Wie wird man Taxifahrer?

Ben Waldner 9. August 2013
Wie wird man Taxifahrer?

Um einen Taxischein zu erwerben, müssen Sie einige Voraussetzungen erfüllen und eine zweiteilige Ortskundeprüfung sowie einen Gesundheitstest bestehen. Bitte lesen Sie den folgenden Text, bevor Sie irgendeinen Antrag stellen.

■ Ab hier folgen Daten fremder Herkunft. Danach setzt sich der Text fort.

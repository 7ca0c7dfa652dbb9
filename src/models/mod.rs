pub mod budget;
pub mod category;
pub mod expense;
pub mod period;
pub mod stats;
pub mod user;

pub use budget::*;
pub use category::*;
pub use expense::*;
pub use period::*;
pub use stats::*;
pub use user::*;

use chrono::NaiveDate;
use serde::de::{DeserializeOwned, Error as _};
use serde::{Deserialize, Deserializer};

// ---------------------------------------------------------------------------
// Record: a row type read from the data API
// ---------------------------------------------------------------------------

/// A typed row of one of the remote tables.
///
/// Rows are decoded with serde and then passed through [`Record::check`], so
/// every record handed out by the SDK satisfies the table's invariants.
pub trait Record: DeserializeOwned {
    const TABLE: &'static str;

    /// Validate invariants serde cannot express. Returns a description of
    /// the first violation.
    fn check(&self) -> std::result::Result<(), String> {
        Ok(())
    }
}

// ---------------------------------------------------------------------------
// Field decoders shared by the row types
// ---------------------------------------------------------------------------

#[derive(Deserialize)]
#[serde(untagged)]
enum RawNumber {
    Number(f64),
    Text(String),
}

impl RawNumber {
    fn into_f64<E: serde::de::Error>(self) -> std::result::Result<f64, E> {
        match self {
            RawNumber::Number(n) => Ok(n),
            RawNumber::Text(s) => s
                .trim()
                .parse::<f64>()
                .map_err(|_| E::custom(format!("not a number: {:?}", s))),
        }
    }
}

/// Decode a money amount sent either as a JSON number or a numeric string
/// (Postgres `numeric` columns may arrive as strings). Negative and
/// non-finite values are rejected.
pub(crate) fn de_amount<'de, D: Deserializer<'de>>(d: D) -> std::result::Result<f64, D::Error> {
    let value = RawNumber::deserialize(d)?.into_f64::<D::Error>()?;
    if !value.is_finite() || value < 0.0 {
        return Err(D::Error::custom(format!(
            "amount must be a non-negative number, got {}",
            value
        )));
    }
    Ok(value)
}

pub(crate) fn de_opt_number<'de, D: Deserializer<'de>>(
    d: D,
) -> std::result::Result<Option<f64>, D::Error> {
    match Option::<RawNumber>::deserialize(d)? {
        Some(raw) => raw.into_f64::<D::Error>().map(Some),
        None => Ok(None),
    }
}

/// Decode a calendar date from `YYYY-MM-DD` or a full timestamp.
pub(crate) fn de_date<'de, D: Deserializer<'de>>(d: D) -> std::result::Result<NaiveDate, D::Error> {
    let raw = String::deserialize(d)?;
    let day = raw.split(['T', ' ']).next().unwrap_or("");
    NaiveDate::parse_from_str(day, "%Y-%m-%d")
        .map_err(|e| D::Error::custom(format!("invalid date {:?}: {}", raw, e)))
}

/// Decode a nullable text column as an empty string.
pub(crate) fn de_text<'de, D: Deserializer<'de>>(d: D) -> std::result::Result<String, D::Error> {
    Ok(Option::<String>::deserialize(d)?.unwrap_or_default())
}
impl RemoteStore for MemoryStore {
    fn fetch(&self, query: &Query) -> Result<Vec<Value>> {
        self.check_query(query)?;
        let tables = self.read()?;
        let rows = tables
            .get(&query.table)
            .ok_or_else(|| unknown_table(&query.table))?;

        let mut matched: Vec<&Row> = rows
            .iter()
            .filter(|row| query.filters.iter().all(|f| matches(row, f)))
            .collect();

        if !query.order.is_empty() {
            matched.sort_by(|a, b| {
                for order in &query.order {
                    let ord = compare_values(a.get(&order.column), b.get(&order.column));
                    let ord = if order.ascending { ord } else { ord.reverse() };
                    if ord != Ordering::Equal {
                        return ord;
                    }
                }
                Ordering::Equal
            });
        }

        let offset = query.offset.unwrap_or(0);
        let limit = query.limit.unwrap_or(usize::MAX);
        Ok(matched
            .into_iter()
            .skip(offset)
            .take(limit)
            .map(|row| self.project(&tables, query, row))
            .collect())
    }

    fn insert(&self, query: &Query, rows: Vec<Value>) -> Result<Vec<Value>> {
        self.check_query(query)?;
        let mut prepared = Vec::with_capacity(rows.len());
        for value in rows {
            let Value::Object(mut row) = value else {
                return Err(FinTrackError::InvalidArgument(
                    "inserted rows must be JSON objects".into(),
                ));
            };
            self.check_payload(&query.table, &row)?;
            self.complete(&query.table, &mut row);
            prepared.push(row);
        }

        let mut tables = self.write()?;
        tables
            .get_mut(&query.table)
            .ok_or_else(|| unknown_table(&query.table))?
            .extend(prepared.iter().cloned());
        Ok(prepared
            .iter()
            .map(|row| self.project(&tables, query, row))
            .collect())
    }

    fn update(&self, query: &Query, patch: Value) -> Result<Vec<Value>> {
        self.check_query(query)?;
        let Value::Object(patch) = patch else {
            return Err(FinTrackError::InvalidArgument(
                "update payload must be a JSON object".into(),
            ));
        };
        self.check_payload(&query.table, &patch)?;

        let mut tables = self.write()?;
        let rows = tables
            .get_mut(&query.table)
            .ok_or_else(|| unknown_table(&query.table))?;
        let mut updated = Vec::new();
        for row in rows.iter_mut() {
            if query.filters.iter().all(|f| matches(row, f)) {
                for (key, value) in &patch {
                    row.insert(key.clone(), value.clone());
                }
                self.complete(&query.table, row);
                updated.push(row.clone());
            }
        }
        Ok(updated
            .iter()
            .map(|row| self.project(&tables, query, row))
            .collect())
    }

    fn delete(&self, query: &Query) -> Result<usize> {
        self.check_query(query)?;
        let mut tables = self.write()?;
        let rows = tables
            .get_mut(&query.table)
            .ok_or_else(|| unknown_table(&query.table))?;
        let before = rows.len();
        rows.retain(|row| !query.filters.iter().all(|f| matches(row, f)));
        Ok(before - rows.len())
    }

    fn rpc(&self, function: &str, args: Value) -> Result<Value> {
        let handler = self
            .rpcs
            .read()
            .map_err(|_| poisoned())?
            .get(function)
            .cloned()
            .ok_or_else(|| {
                FinTrackError::remote(
                    404,
                    Some("PGRST202".into()),
                    format!("Could not find the function public.{}", function),
                )
            })?;
        handler(self, &args)
    }
}
//! Route surface and the access rules applied before a view is shown.

use reqwest::Url;

pub const LOGIN_PATH: &str = "/auth/login";
pub const DASHBOARD_PATH: &str = "/dashboard";
/// Query parameter carrying the path to return to after signing in.
pub const REDIRECT_PARAM: &str = "redirectTo";

#[derive(Debug, Clone, Copy, PartialEq, Eq, Hash)]
pub enum View {
    Home,
    Dashboard,
    Expenses,
    Analyses,
    Budget,
    Settings,
    Login,
    Register,
    ResetPassword,
    UpdatePassword,
    AuthCallback,
    AuthCodeError,
}

impl View {
    pub const ALL: [View; 12] = [
        View::Home,
        View::Dashboard,
        View::Expenses,
        View::Analyses,
        View::Budget,
        View::Settings,
        View::Login,
        View::Register,
        View::ResetPassword,
        View::UpdatePassword,
        View::AuthCallback,
        View::AuthCodeError,
    ];

    pub fn path(&self) -> &'static str {
        match self {
            View::Home => "/",
            View::Dashboard => DASHBOARD_PATH,
            View::Expenses => "/expenses",
            View::Analyses => "/analyses",
            View::Budget => "/budget",
            View::Settings => "/settings",
            View::Login => LOGIN_PATH,
            View::Register => "/auth/register",
            View::ResetPassword => "/auth/reset-password",
            View::UpdatePassword => "/auth/update-password",
            View::AuthCallback => "/auth/callback",
            View::AuthCodeError => "/auth/auth-code-error",
        }
    }

    /// Resolve a request path, ignoring any query string and trailing slash.
    ///
    /// Sub-paths resolve to the view they sit under (`/expenses/42` is
    /// [`View::Expenses`]); only [`View::Home`] requires an exact `/`.
    pub fn from_path(path: &str) -> Option<View> {
        let path = path.split(['?', '#']).next().unwrap_or("");
        let path = match path.trim_end_matches('/') {
            "" => "/",
            p => p,
        };
        View::ALL
            .into_iter()
            .filter(|v| v.matches(path))
            .max_by_key(|v| v.path().len())
    }

    fn matches(&self, path: &str) -> bool {
        let own = self.path();
        if *self == View::Home {
            return path == own;
        }
        match path.strip_prefix(own) {
            Some(rest) => rest.is_empty() || rest.starts_with('/'),
            None => false,
        }
    }

    /// Views that require a signed-in user.
    pub fn requires_auth(&self) -> bool {
        matches!(
            self,
            View::Dashboard | View::Expenses | View::Analyses | View::Budget | View::Settings
        )
    }

    /// Views a signed-in user is sent away from.
    fn is_entry_point(&self) -> bool {
        matches!(
            self,
            View::Home | View::Login | View::Register | View::ResetPassword
        )
    }
}

#[derive(Debug, Clone, PartialEq, Eq)]
pub enum Access {
    Allow,
    RedirectToLogin { location: String },
    RedirectToDashboard,
}

/// Decide whether `path` may be shown.
///
/// Unknown paths are allowed through; the view layer renders its own
/// not-found page.
pub fn guard(path: &str, signed_in: bool) -> Access {
    let Some(view) = View::from_path(path) else {
        return Access::Allow;
    };
    if view.requires_auth() && !signed_in {
        return Access::RedirectToLogin {
            location: login_location(path),
        };
    }
    if view.is_entry_point() && signed_in {
        return Access::RedirectToDashboard;
    }
    Access::Allow
}

/// `/auth/login?redirectTo=<path>` with the return path percent-encoded.
pub fn login_location(return_to: &str) -> String {
    // The base only serves to build a relative location.
    match Url::parse_with_params(
        &format!("http://localhost{}", LOGIN_PATH),
        &[(REDIRECT_PARAM, return_to)],
    ) {
        Ok(url) => format!("{}?{}", url.path(), url.query().unwrap_or("")),
        Err(_) => LOGIN_PATH.to_string(),
    }
}
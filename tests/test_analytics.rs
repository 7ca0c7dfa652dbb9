mod common;

use fintrack_sdk::analytics::{compute_stats, evaluate, evaluate_all, month_summaries, overview, trend};
use fintrack_sdk::models::{BudgetState, Period, TrendDirection};
use fintrack_sdk::FinTrackError;

use common::{budget, category, date, expense};

const FOOD: u128 = 1;
const TRANSPORT: u128 = 2;
const LEISURE: u128 = 3;

// -- Statistics ---------------------------------------------------------------

#[test]
fn test_stats_totals_and_breakdown() {
    let categories = vec![category(FOOD, "Food"), category(TRANSPORT, "Transport")];
    let expenses = vec![
        expense(FOOD, 100.0, date(2024, 5, 3)),
        expense(FOOD, 50.0, date(2024, 5, 10)),
        expense(TRANSPORT, 30.0, date(2024, 5, 12)),
    ];
    let stats = compute_stats(&expenses, &categories);

    assert_eq!(stats.total_expenses, 180.0);
    assert_eq!(stats.transaction_count, 3);
    assert_eq!(stats.average_expense, 60.0);
    assert_eq!(stats.expenses_by_category.len(), 2);
    let food = &stats.expenses_by_category[0];
    assert_eq!((food.name.as_str(), food.total, food.count), ("Food", 150.0, 2));
    let transport = &stats.expenses_by_category[1];
    assert_eq!((transport.total, transport.count), (30.0, 1));
    assert_eq!(stats.top_category().unwrap().name, "Food");
}

#[test]
fn test_stats_excludes_categories_without_expenses() {
    let categories = vec![
        category(FOOD, "Food"),
        category(TRANSPORT, "Transport"),
        category(LEISURE, "Leisure"),
    ];
    let expenses = vec![expense(LEISURE, 20.0, date(2024, 5, 1))];
    let stats = compute_stats(&expenses, &categories);
    let names: Vec<&str> = stats.expenses_by_category.iter().map(|c| c.name.as_str()).collect();
    assert_eq!(names, vec!["Leisure"]);
}

#[test]
fn test_stats_empty_input() {
    let stats = compute_stats(&[], &[category(FOOD, "Food")]);
    assert_eq!(stats.total_expenses, 0.0);
    assert_eq!(stats.transaction_count, 0);
    assert_eq!(stats.average_expense, 0.0);
    assert!(stats.expenses_by_category.is_empty());
    assert!(stats.monthly_evolution.is_empty());
}

#[test]
fn test_stats_independent_of_expense_order() {
    let categories = vec![category(FOOD, "Food"), category(TRANSPORT, "Transport")];
    let expenses = vec![
        expense(FOOD, 100.0, date(2024, 4, 3)),
        expense(TRANSPORT, 30.25, date(2024, 5, 12)),
        expense(FOOD, 50.5, date(2024, 5, 10)),
        expense(TRANSPORT, 12.0, date(2024, 3, 28)),
        expense(FOOD, 7.75, date(2024, 5, 31)),
    ];
    let stats = compute_stats(&expenses, &categories);

    let mut reversed = expenses.clone();
    reversed.reverse();
    let mut rotated = expenses.clone();
    rotated.rotate_left(2);

    for reordered in [reversed, rotated] {
        let other = compute_stats(&reordered, &categories);
        assert_eq!(other.total_expenses, stats.total_expenses);
        assert_eq!(other.transaction_count, stats.transaction_count);
        assert_eq!(other.expenses_by_category, stats.expenses_by_category);
        assert_eq!(other.monthly_evolution, stats.monthly_evolution);
    }
    assert_eq!(stats.total_expenses, 200.5);
}

#[test]
fn test_evolution_keeps_last_six_months_ascending() {
    let expenses: Vec<_> = (1..=8)
        .map(|m| expense(FOOD, f64::from(m) * 10.0, date(2024, m, 15)))
        .chain(std::iter::once(expense(FOOD, 5.0, date(2023, 12, 31))))
        .collect();
    let stats = compute_stats(&expenses, &[category(FOOD, "Food")]);

    let labels: Vec<&str> = stats.monthly_evolution.iter().map(|p| p.label.as_str()).collect();
    assert_eq!(labels, vec!["03/24", "04/24", "05/24", "06/24", "07/24", "08/24"]);
    assert_eq!(stats.monthly_evolution.last().unwrap().total, 80.0);
}

#[test]
fn test_month_summaries_zero_fill() {
    let periods = vec![
        Period::new(2024, 3).unwrap(),
        Period::new(2024, 4).unwrap(),
        Period::new(2024, 5).unwrap(),
    ];
    let expenses = vec![
        expense(FOOD, 10.0, date(2024, 3, 2)),
        expense(FOOD, 15.0, date(2024, 5, 2)),
        expense(FOOD, 5.0, date(2024, 5, 9)),
    ];
    let summaries = month_summaries(&expenses, &periods);
    let totals: Vec<(u32, f64, usize)> = summaries
        .iter()
        .map(|s| (s.month, s.total_expenses, s.transaction_count))
        .collect();
    assert_eq!(totals, vec![(3, 10.0, 1), (4, 0.0, 0), (5, 20.0, 2)]);
}

// -- Budget evaluation ----------------------------------------------------------

#[test]
fn test_budget_alert_state() {
    let b = budget(FOOD, 500.0, Some(80.0), 2024, 5);
    let spent = vec![
        expense(FOOD, 300.0, date(2024, 5, 2)),
        expense(FOOD, 120.0, date(2024, 5, 20)),
    ];
    let status = evaluate(&b, &spent).unwrap();
    assert_eq!(status.total_spent, 420.0);
    assert_eq!(status.remaining, 80.0);
    assert_eq!(status.percentage_used, 84.0);
    assert!(status.is_over_budget);
    assert!(!status.is_exceeded);
    assert_eq!(status.state(), BudgetState::Alert);
}

#[test]
fn test_budget_exceeded_state() {
    let b = budget(FOOD, 500.0, None, 2024, 5);
    let status = evaluate(&b, &[expense(FOOD, 650.0, date(2024, 5, 2))]).unwrap();
    assert_eq!(status.percentage_used, 130.0);
    assert_eq!(status.remaining, -150.0);
    assert!(status.is_exceeded && status.is_over_budget);
    assert_eq!(status.state(), BudgetState::Exceeded);
}

#[test]
fn test_budget_attention_with_high_threshold() {
    let b = budget(FOOD, 100.0, Some(95.0), 2024, 5);
    let status = evaluate(&b, &[expense(FOOD, 92.0, date(2024, 5, 2))]).unwrap();
    assert!(!status.is_over_budget);
    assert_eq!(status.state(), BudgetState::Attention);
}

#[test]
fn test_budget_normal_state_uses_default_threshold() {
    let b = budget(FOOD, 100.0, None, 2024, 5);
    let status = evaluate(&b, &[expense(FOOD, 80.0, date(2024, 5, 2))]).unwrap();
    // exactly at the threshold is not over it
    assert!(!status.is_over_budget);
    assert_eq!(status.state(), BudgetState::Normal);
}

#[test]
fn test_budget_counts_only_matching_category_and_month() {
    let b = budget(FOOD, 200.0, None, 2024, 5);
    let expenses = vec![
        expense(FOOD, 50.0, date(2024, 5, 31)),
        expense(FOOD, 70.0, date(2024, 6, 1)),
        expense(TRANSPORT, 90.0, date(2024, 5, 15)),
    ];
    assert_eq!(evaluate(&b, &expenses).unwrap().total_spent, 50.0);
}

#[test]
fn test_zero_budget_rejected() {
    let b = budget(FOOD, 0.0, None, 2024, 5);
    let err = evaluate(&b, &[]).unwrap_err();
    assert!(matches!(err, FinTrackError::InvalidArgument(_)));
}

#[test]
fn test_evaluate_all_skips_degenerate_and_overview_sums() {
    let budgets = vec![
        budget(FOOD, 400.0, None, 2024, 5),
        budget(TRANSPORT, 0.0, None, 2024, 5),
        budget(LEISURE, 100.0, None, 2024, 5),
    ];
    let expenses = vec![
        expense(FOOD, 100.0, date(2024, 5, 4)),
        expense(LEISURE, 150.0, date(2024, 5, 4)),
    ];
    let reports = evaluate_all(&budgets, &expenses);
    assert_eq!(reports.len(), 2);
    assert_eq!(reports[1].state, BudgetState::Exceeded);

    let total = overview(&reports);
    assert_eq!(total.total_budget, 500.0);
    assert_eq!(total.total_spent, 250.0);
    assert_eq!(total.remaining, 250.0);
    assert_eq!(total.percentage_used, 50.0);
}

// -- Trend ----------------------------------------------------------------------

#[test]
fn test_trend_up() {
    let t = trend(120.0, Some(100.0));
    assert!((t.percentage - 20.0).abs() < 1e-9);
    assert_eq!(t.direction, TrendDirection::Up);
    assert_eq!(t.label, "+20.0%");
}

#[test]
fn test_trend_down_reports_magnitude() {
    let t = trend(90.0, Some(100.0));
    assert_eq!(t.percentage, 10.0);
    assert_eq!(t.direction, TrendDirection::Down);
}

#[test]
fn test_trend_without_baseline_is_stable() {
    for previous in [None, Some(0.0)] {
        let t = trend(50.0, previous);
        assert_eq!(t.percentage, 0.0);
        assert_eq!(t.direction, TrendDirection::Stable);
        assert_eq!(t.label, "0.0%");
    }
    assert_eq!(trend(100.0, Some(100.0)).direction, TrendDirection::Stable);
}

#[test]
fn test_trend_equal_values_is_stable() {
    for value in [100.0, 0.5, 12_345.0] {
        let t = trend(value, Some(value));
        assert_eq!(t.percentage, 0.0);
        assert_eq!(t.direction, TrendDirection::Stable);
        assert_eq!(t.label, "0.0%");
    }
}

Zuerst in Kurzform die notwendigen Schritte in der von uns empfohlenen Reihenfolge:

  1. Falls Sie eine Brille mit höherer Dioprienzahl tragen: Sehtest beim Arbeitsmediziner oder Augenarzt zur Klärung, ob Ihre Sehkraft zum Taxifahren ausreicht
  2. Unverbindliche Besuche in Taxischulen (möglichst mit probeweiser Teilnahme an Unterrichtseinheiten), um eine gute und sympathische Schule auszuwählen, deren Konditionen mit Ihren Vorstellungen übereinstimmen
  3. Teilnahme am Unterricht und fleißiges Lernen und Üben zu Hause. (Es ist theoretisch möglich, sich das Wissen ohne Taxischule anzueignen, jedoch sind in der Prüfung viele Details wichtig, die ohne Taxischule schwer in Erfahrung zu bringen sind.)
  4. Antragstellung auf Taxischein und Führungszeugnis (zusammen 55,60 €) bei einer Meldestelle in Berlin (bzw. für Anwärter mit Wohnsitz außerhalb Berlins bei der örtlichen Meldebehörde, dort ggf. abweichende Kosten).
  5. Untersuchung beim Arbeitsmediziner, falls nicht schon mit Punkt 1 erledigt (ca. 110 €)
  6. Anmeldung zur schriftlichen Prüfung (55,00 € pro Versuch)
  7. Gleich nach Bestehen der schriftlichen Prüfung Anmeldung zur mündlichen Prüfung (55,00 € pro Versuch ab dem 2. Versuch)
  8. Nach Bestehen der mündlichen Prüfung Anmeldung zum Funkkurs

 

Grundvoraussetzungen und Formalitäten

Gesundheitsnachweis

Die entscheidende Bedingung für die Erteilung des Taxischeins ist ein Nachweis über die gesundheitliche Eignung, der aus drei Teilen besteht:

  1. Bescheinigung über die körperliche und geistige Eignung
  2. Bescheinigung über die ärztliche Untersuchung des Sehvermögens
  3. bestandener Funktions- und Leistungstest

Die Untersuchung wird in der Regel komplett bei einem Termin durchgeführt, allerdings nicht von einem beliebigen Arzt, sondern von einem Arbeitsmediziner. Die Kosten, die in der Regel zwischen 90 und 120 Euro liegen, werden nicht von den Krankenkassen übernommen.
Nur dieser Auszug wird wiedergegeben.